そのYくんが今日を持って仕事を辞めました。


初めて知り合った時は、ただの可愛いボクちゃんで、
どっちかというと怖いもの知らずなおバカな子で、
こんな子と仲良くなる筈もないだろうと、
元々、年下嫌いのあたしはそう思っていたのだけれど、
妙になついてきて、少々困ったりもしたものだ。


けれどその半年後、あたしの肩にもたれかかり、
そのまま抱えていた心の重荷を下ろし、
肩を震わせて泣く姿を見たときに、
心にひっかかっていた何かが音を立てて外れた。


無性に守ってあげたかった。
壊れもののような、彼を。


だけど、ただの可愛いボクちゃんも、
1年も社会に揉まれれば、
良い意味で可愛さも抜け、
あたしが守ってあげなくてもいいくらいに、
とても良い瞳をするようになった。


そんな良い瞳でYくんは言った。


「1度しか言いませんからね?ちゃんと聞いて下さいよ?
 この1年で僕、成長したと思います。本当に。
 色んなこと勉強になったし、色んな人とも知り合えました。
 色んな人の良い面も悪い面も知ったし、
 良い意味でも悪い意味でも狡賢くなったと思いますし、
 沢山バカなこともやらかしてきました。
 でも、1番大きな出来事は間違いなく、貴女に出逢えたことです。
 貴女が居たから、貴女がいつも傍に居てくれたから、
 どんな状況下においても、僕を決して否定したりしなかったから、
 今の、この僕が在るんだと、心からそう思ってます。
 本当に、本当に、どうもありがとう。
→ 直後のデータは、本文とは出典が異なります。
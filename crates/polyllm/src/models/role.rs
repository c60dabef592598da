use serde::{Deserialize, Serialize};
use strum_macros::{AsRefStr, Display, EnumString};

/// Who authored a message.
#[derive(
    Debug, Clone, Copy, PartialEq, Eq, Hash, Serialize, Deserialize, Display, EnumString, AsRefStr,
)]
#[serde(rename_all = "lowercase")]
#[strum(serialize_all = "lowercase")]
pub enum Role {
    System,
    User,
    Assistant,
    Tool,
}
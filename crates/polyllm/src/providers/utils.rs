use std::collections::BTreeMap;
use std::fmt::Debug;

use serde::de::DeserializeOwned;
use serde::{Deserialize, Deserializer, Serialize};
use serde_json::Value;

use crate::errors::{ProviderError, ProviderResult};
use crate::models::message::Message;
use crate::models::role::Role;
use crate::models::tool::{ToolCall, ToolInputSchema};

/// One outgoing turn after normalization, before any backend formatting
#[derive(Debug, Clone, PartialEq)]
pub struct ConversationEntry {
    pub role: Role,
    pub content: String,
    pub tool_calls: Vec<ToolCall>,
    /// Set on `tool` entries when the answered call is known
    pub tool_call_id: Option<String>,
}

impl ConversationEntry {
    fn new(role: Role, content: String) -> Self {
        Self {
            role,
            content,
            tool_calls: Vec::new(),
            tool_call_id: None,
        }
    }
}

/// Flatten the system prompt, the history and the new prompt into the ordered
/// entries every backend sends.
///
/// Tool responses with no extractable content are dropped, as are messages
/// with neither text nor tool calls. Only assistant entries carry tool calls,
/// and calls without a name are left out.
pub fn normalize_messages(system: &str, messages: &[Message], prompt: &str) -> Vec<ConversationEntry> {
    let mut entries = Vec::with_capacity(messages.len() + 2);

    if !system.is_empty() {
        entries.push(ConversationEntry::new(Role::System, system.to_string()));
    }

    for message in messages {
        if message.is_tool_response() {
            let content = message.tool_response_content();
            if content.is_empty() {
                continue;
            }
            let mut entry = ConversationEntry::new(Role::Tool, content);
            entry.tool_call_id = message.tool_call_id();
            entries.push(entry);
            continue;
        }

        let content = message.content();
        let tool_calls = message.tool_calls();
        if content.is_empty() && tool_calls.is_empty() {
            continue;
        }

        let role = message.role();
        let mut entry = ConversationEntry::new(role, content);
        if role == Role::Assistant {
            entry.tool_calls = tool_calls
                .into_iter()
                .filter(|call| !call.name.is_empty())
                .collect();
        }
        entries.push(entry);
    }

    if !prompt.is_empty() {
        entries.push(ConversationEntry::new(Role::User, prompt.to_string()));
    }

    entries
}

/// How a backend spells schema types
pub trait SchemaDialect: Debug + Clone + PartialEq {
    type PropertyType: Serialize + Debug + Clone + PartialEq;

    fn property_type(raw: &str) -> Self::PropertyType;

    fn schema_type(raw: &str) -> String {
        raw.to_string()
    }
}

/// Plain JSON schema type names (`"string"`), used by Anthropic and OpenAI
#[derive(Debug, Clone, Copy, PartialEq, Eq)]
pub struct JsonSchemaDialect;

impl SchemaDialect for JsonSchemaDialect {
    type PropertyType = String;

    fn property_type(raw: &str) -> String {
        raw.to_string()
    }
}

/// Ollama takes property types as a list (`["string"]`)
#[derive(Debug, Clone, Copy, PartialEq, Eq)]
pub struct OllamaDialect;

impl SchemaDialect for OllamaDialect {
    type PropertyType = Vec<String>;

    fn property_type(raw: &str) -> Vec<String> {
        vec![raw.to_string()]
    }
}

/// Gemini uses the upper-case OpenAPI type enum (`"STRING"`)
#[derive(Debug, Clone, Copy, PartialEq, Eq)]
pub struct GeminiDialect;

impl SchemaDialect for GeminiDialect {
    type PropertyType = String;

    fn property_type(raw: &str) -> String {
        raw.to_uppercase()
    }

    fn schema_type(raw: &str) -> String {
        raw.to_uppercase()
    }
}

/// Normalized tool parameters in one backend's dialect
#[derive(Debug, Clone, PartialEq, Serialize)]
#[serde(bound = "")]
pub struct ParametersSchema<D: SchemaDialect> {
    #[serde(rename = "type")]
    pub schema_type: String,
    pub required: Vec<String>,
    pub properties: BTreeMap<String, PropertySchema<D>>,
}

#[derive(Debug, Clone, PartialEq, Serialize)]
#[serde(bound = "")]
pub struct PropertySchema<D: SchemaDialect> {
    #[serde(rename = "type")]
    pub property_type: D::PropertyType,
    pub description: String,
    #[serde(rename = "enum", skip_serializing_if = "Vec::is_empty")]
    pub enum_values: Vec<String>,
    #[serde(skip_serializing_if = "Option::is_none")]
    pub items: Option<Box<PropertySchema<D>>>,
}

const SCALAR_TYPES: [&str; 5] = ["string", "number", "integer", "boolean", "null"];

/// Convert a caller's input schema into the normalized form.
///
/// Properties that are not JSON objects are skipped. Enum members that are not
/// strings are dropped. `$defs`, nested object properties and anything below a
/// scalar array's `items` do not survive.
pub fn convert_schema<D: SchemaDialect>(schema: &ToolInputSchema) -> ParametersSchema<D> {
    let properties = schema
        .properties
        .iter()
        .filter_map(|(name, raw)| {
            convert_property::<D>(raw, true).map(|property| (name.clone(), property))
        })
        .collect();

    ParametersSchema {
        schema_type: D::schema_type(&schema.schema_type),
        required: schema.required.clone(),
        properties,
    }
}

fn convert_property<D: SchemaDialect>(raw: &Value, allow_items: bool) -> Option<PropertySchema<D>> {
    let object = raw.as_object()?;
    let raw_type = get_str(raw, "type");

    let enum_values = object
        .get("enum")
        .and_then(Value::as_array)
        .map(|members| {
            members
                .iter()
                .filter_map(|member| member.as_str().map(String::from))
                .collect()
        })
        .unwrap_or_default();

    let items = match object.get("items") {
        Some(items)
            if allow_items
                && raw_type == "array"
                && SCALAR_TYPES.contains(&get_str(items, "type")) =>
        {
            convert_property::<D>(items, false).map(Box::new)
        }
        _ => None,
    };

    Some(PropertySchema {
        property_type: D::property_type(raw_type),
        description: get_str(raw, "description").to_string(),
        enum_values,
        items,
    })
}

fn get_str<'a>(value: &'a Value, key: &str) -> &'a str {
    value.get(key).and_then(Value::as_str).unwrap_or_default()
}

/// Deserialize `null` as the type's default, for lists some backends send as `null`
pub fn null_as_default<'de, D, T>(deserializer: D) -> Result<T, D::Error>
where
    D: Deserializer<'de>,
    T: Default + Deserialize<'de>,
{
    Ok(Option::<T>::deserialize(deserializer)?.unwrap_or_default())
}

/// Decode a successful JSON body, or turn the status and body into an error
pub async fn read_json<T: DeserializeOwned>(response: reqwest::Response) -> ProviderResult<T> {
    let status = response.status();
    if status.is_success() {
        Ok(response.json().await?)
    } else {
        let body = response.text().await.unwrap_or_default();
        Err(ProviderError::Api { status, body })
    }
}

#[cfg(test)]
mod tests {
    use super::*;
    use crate::models::message::HistoryMessage;
    use serde_json::json;

    fn history(message: HistoryMessage) -> Message {
        message.into()
    }

    #[test]
    fn test_system_history_and_prompt_order() {
        let messages = vec![
            history(HistoryMessage::user().with_text("hi")),
            history(HistoryMessage::assistant().with_text("hello")),
        ];

        let entries = normalize_messages("be brief", &messages, "how are you?");

        let roles: Vec<Role> = entries.iter().map(|e| e.role).collect();
        assert_eq!(
            roles,
            vec![Role::System, Role::User, Role::Assistant, Role::User]
        );
        assert_eq!(entries[0].content, "be brief");
        assert_eq!(entries[3].content, "how are you?");
    }

    #[test]
    fn test_empty_system_and_prompt_are_not_sent() {
        let messages = vec![history(HistoryMessage::user().with_text("hi"))];
        let entries = normalize_messages("", &messages, "");
        assert_eq!(entries.len(), 1);
        assert_eq!(entries[0].role, Role::User);
    }

    #[test]
    fn test_empty_tool_result_is_dropped() {
        let messages = vec![history(HistoryMessage::tool().with_tool_result("call_1", ""))];
        assert!(normalize_messages("", &messages, "").is_empty());
    }

    #[test]
    fn test_tool_result_becomes_tool_entry() {
        let messages = vec![history(
            HistoryMessage::user().with_tool_result("call_1", "72F and sunny"),
        )];

        let entries = normalize_messages("", &messages, "");
        assert_eq!(entries.len(), 1);
        assert_eq!(entries[0].role, Role::Tool);
        assert_eq!(entries[0].content, "72F and sunny");
        assert_eq!(entries[0].tool_call_id.as_deref(), Some("call_1"));
    }

    #[test]
    fn test_empty_assistant_message_is_dropped() {
        let messages = vec![history(HistoryMessage::assistant().with_text(""))];
        assert!(normalize_messages("", &messages, "").is_empty());
    }

    #[test]
    fn test_assistant_tool_call_is_carried() {
        let messages = vec![history(
            HistoryMessage::assistant().with_tool_use("id_1", "lookup", json!({"q": "x"})),
        )];

        let entries = normalize_messages("", &messages, "");
        assert_eq!(entries.len(), 1);
        assert_eq!(entries[0].role, Role::Assistant);
        assert_eq!(entries[0].tool_calls.len(), 1);
        assert_eq!(entries[0].tool_calls[0].name, "lookup");
        assert_eq!(entries[0].tool_calls[0].arguments, json!({"q": "x"}));
    }

    #[test]
    fn test_unnamed_and_non_assistant_tool_calls_are_dropped() {
        let messages = vec![
            history(
                HistoryMessage::assistant()
                    .with_text("calling")
                    .with_tool_use("id_1", "", json!({})),
            ),
            history(HistoryMessage::user().with_tool_use("id_2", "lookup", json!({}))),
        ];

        let entries = normalize_messages("", &messages, "");
        assert_eq!(entries.len(), 2);
        assert!(entries[0].tool_calls.is_empty());
        assert_eq!(entries[1].role, Role::User);
        assert!(entries[1].tool_calls.is_empty());
    }

    fn weather_schema() -> ToolInputSchema {
        ToolInputSchema::try_from(json!({
            "type": "object",
            "required": ["location"],
            "properties": {
                "location": {"type": "string", "description": "City name"},
                "unit": {"type": "string", "description": "Unit", "enum": ["c", "f", 3, null]},
                "days": {"type": "array", "description": "Days", "items": {"type": "integer"}},
                "filters": {"type": "array", "items": {"type": "object", "properties": {}}},
                "nested": {"type": "object", "properties": {"a": {"type": "string"}}},
                "broken": "not an object"
            },
            "$defs": {"Unused": {"type": "object"}}
        }))
        .unwrap()
    }

    #[test]
    fn test_convert_schema_json_dialect() {
        let schema = convert_schema::<JsonSchemaDialect>(&weather_schema());

        assert_eq!(schema.schema_type, "object");
        assert_eq!(schema.required, vec!["location"]);
        assert!(!schema.properties.contains_key("broken"));

        let unit = &schema.properties["unit"];
        assert_eq!(unit.property_type, "string");
        assert_eq!(unit.enum_values, vec!["c", "f"]);

        let days = &schema.properties["days"];
        assert_eq!(days.items.as_ref().unwrap().property_type, "integer");
        assert!(schema.properties["filters"].items.is_none());

        let value = serde_json::to_value(&schema).unwrap();
        assert_eq!(
            value["properties"]["nested"],
            json!({"type": "object", "description": ""})
        );
        assert!(value.get("$defs").is_none());
    }

    #[test]
    fn test_convert_schema_ollama_and_gemini_dialects() {
        let ollama = serde_json::to_value(convert_schema::<OllamaDialect>(&weather_schema())).unwrap();
        assert_eq!(ollama["type"], "object");
        assert_eq!(ollama["properties"]["location"]["type"], json!(["string"]));

        let gemini = serde_json::to_value(convert_schema::<GeminiDialect>(&weather_schema())).unwrap();
        assert_eq!(gemini["type"], "OBJECT");
        assert_eq!(gemini["properties"]["days"]["items"]["type"], "INTEGER");
    }
}
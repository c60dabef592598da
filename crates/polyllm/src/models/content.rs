use serde::{Deserialize, Serialize};
use serde_json::Value;

#[derive(Debug, Clone, PartialEq, Serialize, Deserialize)]
#[serde(tag = "type", rename_all = "snake_case")]
/// One typed block inside a history message
pub enum ContentBlock {
    Text {
        text: String,
    },
    ToolUse {
        id: String,
        name: String,
        #[serde(default)]
        input: Value,
    },
    ToolResult {
        tool_use_id: String,
        #[serde(default)]
        text: String,
    },
}

impl ContentBlock {
    pub fn text<S: Into<String>>(text: S) -> Self {
        ContentBlock::Text { text: text.into() }
    }

    pub fn tool_use<I: Into<String>, N: Into<String>>(id: I, name: N, input: Value) -> Self {
        ContentBlock::ToolUse {
            id: id.into(),
            name: name.into(),
            input,
        }
    }

    pub fn tool_result<I: Into<String>, S: Into<String>>(tool_use_id: I, text: S) -> Self {
        ContentBlock::ToolResult {
            tool_use_id: tool_use_id.into(),
            text: text.into(),
        }
    }

    /// Get the text if this is a `text` block
    pub fn as_text(&self) -> Option<&str> {
        match self {
            ContentBlock::Text { text } => Some(text),
            _ => None,
        }
    }

    pub fn is_tool_result(&self) -> bool {
        matches!(self, ContentBlock::ToolResult { .. })
    }
}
」


凄く嬉しくて、だけどちょっと恥ずかしくて、
Yくんの言葉を笑って、茶化して、誤魔化した。


だけど、この言葉だけであたしは頑張っていける。
離れ離れになって疎遠になったとしても。
誰かにとって自分が意味のある存在で在れたから。


最高のプレゼントを貰った気分だ。


この1年で本当に成長したYくんの、
この先歩いていく道が、
幸福いっぱいであることを、
ひっそりと、だけど強く願うのです。


離れ離れになっても、ずっと、友達だよ。







2007年02月26日(月)
誕生石と秘密の言葉。





もう暫くずっと、同じピアスをしている。


光を受けると、きらきらと輝く、
オレンジ色の小さな一粒石のピアス。


時折、きらきら。
時折、かがやく。


あたしらしくないアクセサリー。


らしい、とか、らしくない、とか、
それは他人の、自分の、
その中にしか存在しない判断基準。


もう暫くずっと、同じピアスをしている。


小さいくせに、存在感だけはある、
きらきら輝くオレンジ色の一粒石。


何より大切なあのひとの。
何より愛しいあのひとの。


それは、誕生石。


いつも傍に感じていたいから。
いつも傍に居て欲しいから。
どんな時も愛を届けているから。


誰1人として、それに気づいてはいないけれど。







2007年02月24日(土)
ユメノマタユメ。





意識的なのか、最早、習慣化されているのか、
愛しい人は片腕を広げて、ベッドに転がる。
あたしがその腕の中にすっぽりと、
収まるのを、待っているかのように。


ご主人様にジャレつく猫のように、
広げられた腕にジャレついてみた。


傍に居ることに安心したのか、
それとも睡眠欲の限界値なのか、
それは定かではないにしろ、
愛しい人は小さな鼾を立て始め、
暫くすると完全に眠りに落ちた。


「腕が痺れた・・・」


そう寝言のように呟くので腕から頭を外す。
あたしの心の声が聞こえたのか手が伸びてくる。
今度は手を繋いでから、再び眠りを貪る。


そんな姿が愛しくて、何度も、何度も、
眠る愛しい人の、こめかみに唇を寄せた。


ふいにマスターの台詞が頭を過ぎる。


人の温もりや愛情や安らぎに飢えてるのは、
あたしだけではないのかもしれないと、
横で眠るその人の顔を見ながらそう思った。


「彼は貴女に癒されたいんだよ」


前に聞いた知人の台詞が頭を過ぎる。


急に愛しさが込み上げてきて、
眠りから現実世界に引き戻したい衝動に駆られるが、
ぐっと堪えて唇を唇に寄せ、
横で眠る愛しい人をただただ眺めていた。


そんな風に、朝が来ないのを願う日もある。







2007年02月21日(水)
ユメノアト。





「貴女は、例えば、足に手を触れてるとか、
 腕枕をしてくれるとか、
 お腹にちょっと手を乗せてるとか、
 少しでも肌が触れていれば安心できるんだろうね。
 人の、温もりと愛情に飢えているものね。」


バーのマスターがそう言い終えて、笑う。


「そうですね。でも、腕枕をして欲しいとか、
 抱きしめていて欲しいとか、そういうんじゃなくて、
 ただ、手を繋いで眠ってくれればそれでいいかな。
 目が覚めた時に離れていても構わないから。」


マスターに真っ直ぐ言い終え、同じく笑う。


目の前で柔らかなキャンドルの火が揺れ、
お気に入りの紅いカクテルがキラキラと輝き、
その向こう側で父親のようなマスターが微笑む。


そんな風に朝を待つ日もある。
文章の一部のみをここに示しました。